Saved data entries:

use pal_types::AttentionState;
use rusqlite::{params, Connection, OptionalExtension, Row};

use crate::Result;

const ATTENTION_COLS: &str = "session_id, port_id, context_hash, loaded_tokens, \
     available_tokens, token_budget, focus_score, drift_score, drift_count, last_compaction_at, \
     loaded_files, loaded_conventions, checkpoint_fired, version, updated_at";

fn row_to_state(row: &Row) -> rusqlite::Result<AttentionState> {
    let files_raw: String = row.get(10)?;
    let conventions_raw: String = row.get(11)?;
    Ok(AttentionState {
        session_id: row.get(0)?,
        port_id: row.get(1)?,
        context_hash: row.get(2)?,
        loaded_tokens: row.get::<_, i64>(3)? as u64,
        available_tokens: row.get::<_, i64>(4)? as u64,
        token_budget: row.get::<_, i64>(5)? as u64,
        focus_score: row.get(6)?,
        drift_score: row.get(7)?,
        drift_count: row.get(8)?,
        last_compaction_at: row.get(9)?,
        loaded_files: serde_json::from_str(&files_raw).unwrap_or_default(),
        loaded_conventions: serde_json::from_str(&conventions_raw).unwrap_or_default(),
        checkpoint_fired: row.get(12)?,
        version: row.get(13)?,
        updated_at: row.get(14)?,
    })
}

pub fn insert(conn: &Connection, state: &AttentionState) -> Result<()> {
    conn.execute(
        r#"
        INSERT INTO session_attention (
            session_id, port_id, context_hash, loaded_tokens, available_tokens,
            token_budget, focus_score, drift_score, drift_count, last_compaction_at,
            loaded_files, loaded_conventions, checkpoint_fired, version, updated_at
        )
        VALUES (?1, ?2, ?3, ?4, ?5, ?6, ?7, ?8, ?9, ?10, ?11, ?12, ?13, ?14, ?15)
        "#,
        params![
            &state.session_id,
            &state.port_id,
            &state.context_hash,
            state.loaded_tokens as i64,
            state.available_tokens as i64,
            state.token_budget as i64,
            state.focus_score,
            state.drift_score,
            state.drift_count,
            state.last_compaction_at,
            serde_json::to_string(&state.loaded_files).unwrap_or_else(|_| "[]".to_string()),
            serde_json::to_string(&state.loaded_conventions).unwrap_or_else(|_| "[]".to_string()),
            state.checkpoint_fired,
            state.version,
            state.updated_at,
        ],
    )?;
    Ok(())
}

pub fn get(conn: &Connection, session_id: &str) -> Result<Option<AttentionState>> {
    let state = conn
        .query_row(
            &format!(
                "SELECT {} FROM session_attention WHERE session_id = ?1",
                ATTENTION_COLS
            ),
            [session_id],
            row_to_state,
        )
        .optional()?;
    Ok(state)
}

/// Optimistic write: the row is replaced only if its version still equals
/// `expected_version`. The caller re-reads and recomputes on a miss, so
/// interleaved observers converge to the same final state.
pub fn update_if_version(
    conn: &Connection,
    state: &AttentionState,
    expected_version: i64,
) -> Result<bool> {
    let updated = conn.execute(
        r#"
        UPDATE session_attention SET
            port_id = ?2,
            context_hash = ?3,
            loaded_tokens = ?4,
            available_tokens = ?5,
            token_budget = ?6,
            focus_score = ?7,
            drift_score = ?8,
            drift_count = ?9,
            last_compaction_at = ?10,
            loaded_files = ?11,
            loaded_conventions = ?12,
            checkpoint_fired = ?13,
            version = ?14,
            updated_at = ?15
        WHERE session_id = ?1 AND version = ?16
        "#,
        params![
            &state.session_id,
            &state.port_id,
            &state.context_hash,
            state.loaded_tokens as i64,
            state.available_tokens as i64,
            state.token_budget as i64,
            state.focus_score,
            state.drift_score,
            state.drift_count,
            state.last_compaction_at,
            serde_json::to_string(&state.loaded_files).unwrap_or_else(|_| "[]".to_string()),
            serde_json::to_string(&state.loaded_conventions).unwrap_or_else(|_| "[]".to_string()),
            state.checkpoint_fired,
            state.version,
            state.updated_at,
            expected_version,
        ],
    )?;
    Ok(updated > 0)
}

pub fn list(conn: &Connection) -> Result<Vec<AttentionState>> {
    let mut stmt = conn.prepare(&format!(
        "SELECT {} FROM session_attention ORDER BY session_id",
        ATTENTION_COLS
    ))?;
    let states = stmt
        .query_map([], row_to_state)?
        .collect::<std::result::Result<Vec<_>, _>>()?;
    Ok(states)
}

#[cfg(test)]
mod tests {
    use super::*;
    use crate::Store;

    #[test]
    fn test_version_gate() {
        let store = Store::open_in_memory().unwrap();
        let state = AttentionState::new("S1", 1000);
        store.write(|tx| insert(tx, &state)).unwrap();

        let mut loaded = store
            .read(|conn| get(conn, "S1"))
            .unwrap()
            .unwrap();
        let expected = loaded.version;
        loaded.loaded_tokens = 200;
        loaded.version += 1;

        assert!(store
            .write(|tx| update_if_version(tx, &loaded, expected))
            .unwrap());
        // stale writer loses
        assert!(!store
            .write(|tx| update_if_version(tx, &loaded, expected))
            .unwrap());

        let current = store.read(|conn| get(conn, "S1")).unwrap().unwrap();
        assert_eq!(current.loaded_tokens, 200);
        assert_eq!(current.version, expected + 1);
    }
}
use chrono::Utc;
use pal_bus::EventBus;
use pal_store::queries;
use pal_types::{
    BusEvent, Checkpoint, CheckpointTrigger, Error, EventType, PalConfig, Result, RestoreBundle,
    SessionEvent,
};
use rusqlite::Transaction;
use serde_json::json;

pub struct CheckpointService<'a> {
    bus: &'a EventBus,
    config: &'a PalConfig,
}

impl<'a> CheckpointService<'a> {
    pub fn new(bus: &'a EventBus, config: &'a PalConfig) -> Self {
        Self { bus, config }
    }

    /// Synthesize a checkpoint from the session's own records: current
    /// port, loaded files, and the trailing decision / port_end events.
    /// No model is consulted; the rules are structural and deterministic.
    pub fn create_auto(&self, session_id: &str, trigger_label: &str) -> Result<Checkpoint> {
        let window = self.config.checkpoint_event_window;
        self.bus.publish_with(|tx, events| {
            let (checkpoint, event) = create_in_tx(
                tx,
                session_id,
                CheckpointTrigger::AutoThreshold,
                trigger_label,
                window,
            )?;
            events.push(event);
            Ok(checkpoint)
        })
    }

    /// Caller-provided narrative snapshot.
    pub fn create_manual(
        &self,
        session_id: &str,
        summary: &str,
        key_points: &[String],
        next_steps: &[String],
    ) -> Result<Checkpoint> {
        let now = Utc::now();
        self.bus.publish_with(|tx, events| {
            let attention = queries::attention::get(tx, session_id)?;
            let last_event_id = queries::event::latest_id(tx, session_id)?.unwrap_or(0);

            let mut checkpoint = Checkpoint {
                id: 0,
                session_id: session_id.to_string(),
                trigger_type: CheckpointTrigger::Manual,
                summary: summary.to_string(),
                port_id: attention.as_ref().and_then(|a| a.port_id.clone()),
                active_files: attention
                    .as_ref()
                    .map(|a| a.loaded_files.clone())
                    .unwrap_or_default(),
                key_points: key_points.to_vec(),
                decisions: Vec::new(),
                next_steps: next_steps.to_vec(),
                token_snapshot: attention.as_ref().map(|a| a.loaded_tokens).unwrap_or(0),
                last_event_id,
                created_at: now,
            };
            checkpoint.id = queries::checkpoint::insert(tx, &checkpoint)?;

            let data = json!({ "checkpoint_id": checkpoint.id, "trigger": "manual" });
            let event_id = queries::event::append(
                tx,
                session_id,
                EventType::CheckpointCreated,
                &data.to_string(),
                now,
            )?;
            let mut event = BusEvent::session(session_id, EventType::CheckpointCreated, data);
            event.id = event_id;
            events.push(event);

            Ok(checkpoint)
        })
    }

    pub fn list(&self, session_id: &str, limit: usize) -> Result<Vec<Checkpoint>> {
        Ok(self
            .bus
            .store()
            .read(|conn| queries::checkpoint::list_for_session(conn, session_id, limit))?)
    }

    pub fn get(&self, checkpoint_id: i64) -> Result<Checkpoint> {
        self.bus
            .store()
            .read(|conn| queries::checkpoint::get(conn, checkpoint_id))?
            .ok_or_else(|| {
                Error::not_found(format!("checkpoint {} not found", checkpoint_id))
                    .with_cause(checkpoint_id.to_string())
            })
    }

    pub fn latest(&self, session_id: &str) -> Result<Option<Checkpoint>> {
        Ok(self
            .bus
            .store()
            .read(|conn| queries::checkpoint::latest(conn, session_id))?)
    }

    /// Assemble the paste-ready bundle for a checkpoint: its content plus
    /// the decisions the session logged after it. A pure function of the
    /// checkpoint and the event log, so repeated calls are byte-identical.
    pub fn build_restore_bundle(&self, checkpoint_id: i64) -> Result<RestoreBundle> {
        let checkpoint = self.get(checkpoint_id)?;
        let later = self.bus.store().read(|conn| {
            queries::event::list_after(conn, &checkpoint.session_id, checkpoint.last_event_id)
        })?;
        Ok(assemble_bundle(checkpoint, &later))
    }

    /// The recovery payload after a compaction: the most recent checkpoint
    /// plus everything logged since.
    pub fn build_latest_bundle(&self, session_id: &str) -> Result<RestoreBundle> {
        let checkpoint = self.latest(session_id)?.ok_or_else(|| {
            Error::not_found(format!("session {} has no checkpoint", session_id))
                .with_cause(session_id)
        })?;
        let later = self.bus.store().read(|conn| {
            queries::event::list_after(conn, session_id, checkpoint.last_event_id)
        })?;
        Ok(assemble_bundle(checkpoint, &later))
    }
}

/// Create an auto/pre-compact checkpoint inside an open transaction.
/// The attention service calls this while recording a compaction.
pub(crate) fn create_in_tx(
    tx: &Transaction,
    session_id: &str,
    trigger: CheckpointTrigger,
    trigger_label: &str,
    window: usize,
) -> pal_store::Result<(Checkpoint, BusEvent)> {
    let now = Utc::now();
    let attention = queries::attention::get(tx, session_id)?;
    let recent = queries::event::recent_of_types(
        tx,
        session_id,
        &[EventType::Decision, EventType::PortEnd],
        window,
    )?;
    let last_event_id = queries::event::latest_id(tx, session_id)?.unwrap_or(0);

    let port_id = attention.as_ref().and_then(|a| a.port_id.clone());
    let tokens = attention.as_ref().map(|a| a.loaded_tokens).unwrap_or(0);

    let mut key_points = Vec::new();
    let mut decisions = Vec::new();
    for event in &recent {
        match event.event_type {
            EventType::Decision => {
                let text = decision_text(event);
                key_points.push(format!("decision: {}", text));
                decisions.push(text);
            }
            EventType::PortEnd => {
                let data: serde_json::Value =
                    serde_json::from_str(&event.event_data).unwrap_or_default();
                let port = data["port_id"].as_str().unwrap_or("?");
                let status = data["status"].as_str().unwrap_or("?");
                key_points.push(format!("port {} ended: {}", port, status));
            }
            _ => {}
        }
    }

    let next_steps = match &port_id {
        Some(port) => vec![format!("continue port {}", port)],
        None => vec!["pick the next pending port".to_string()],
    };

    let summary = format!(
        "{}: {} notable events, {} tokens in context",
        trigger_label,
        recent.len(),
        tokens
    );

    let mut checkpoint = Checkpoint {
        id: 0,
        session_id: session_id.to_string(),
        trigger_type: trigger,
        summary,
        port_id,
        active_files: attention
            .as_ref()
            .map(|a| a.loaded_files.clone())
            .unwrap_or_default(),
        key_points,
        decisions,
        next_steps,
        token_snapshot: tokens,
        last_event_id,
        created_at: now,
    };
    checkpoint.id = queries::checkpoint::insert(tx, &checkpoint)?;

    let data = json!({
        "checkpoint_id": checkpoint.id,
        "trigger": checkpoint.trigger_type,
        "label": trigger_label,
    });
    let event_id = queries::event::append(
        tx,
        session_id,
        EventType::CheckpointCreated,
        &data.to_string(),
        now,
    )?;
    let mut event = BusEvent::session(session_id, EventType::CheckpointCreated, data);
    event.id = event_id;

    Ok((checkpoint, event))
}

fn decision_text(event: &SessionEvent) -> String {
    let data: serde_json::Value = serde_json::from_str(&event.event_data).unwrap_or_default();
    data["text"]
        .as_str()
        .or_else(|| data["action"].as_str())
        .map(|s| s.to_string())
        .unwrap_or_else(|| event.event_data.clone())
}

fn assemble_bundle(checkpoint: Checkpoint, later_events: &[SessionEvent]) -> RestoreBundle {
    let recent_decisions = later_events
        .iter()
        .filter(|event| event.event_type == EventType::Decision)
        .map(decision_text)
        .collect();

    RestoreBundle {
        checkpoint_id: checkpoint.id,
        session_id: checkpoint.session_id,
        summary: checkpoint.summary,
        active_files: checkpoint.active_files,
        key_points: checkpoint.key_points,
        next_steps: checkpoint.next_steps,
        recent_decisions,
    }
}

Task description | Find the word "SessionEvent" in the data and show each line that holds it.

Exercise answer |
    SessionEvent,
fn decision_text(event: &SessionEvent) -> String {
fn assemble_bundle(checkpoint: Checkpoint, later_events: &[SessionEvent]) -> RestoreBundle {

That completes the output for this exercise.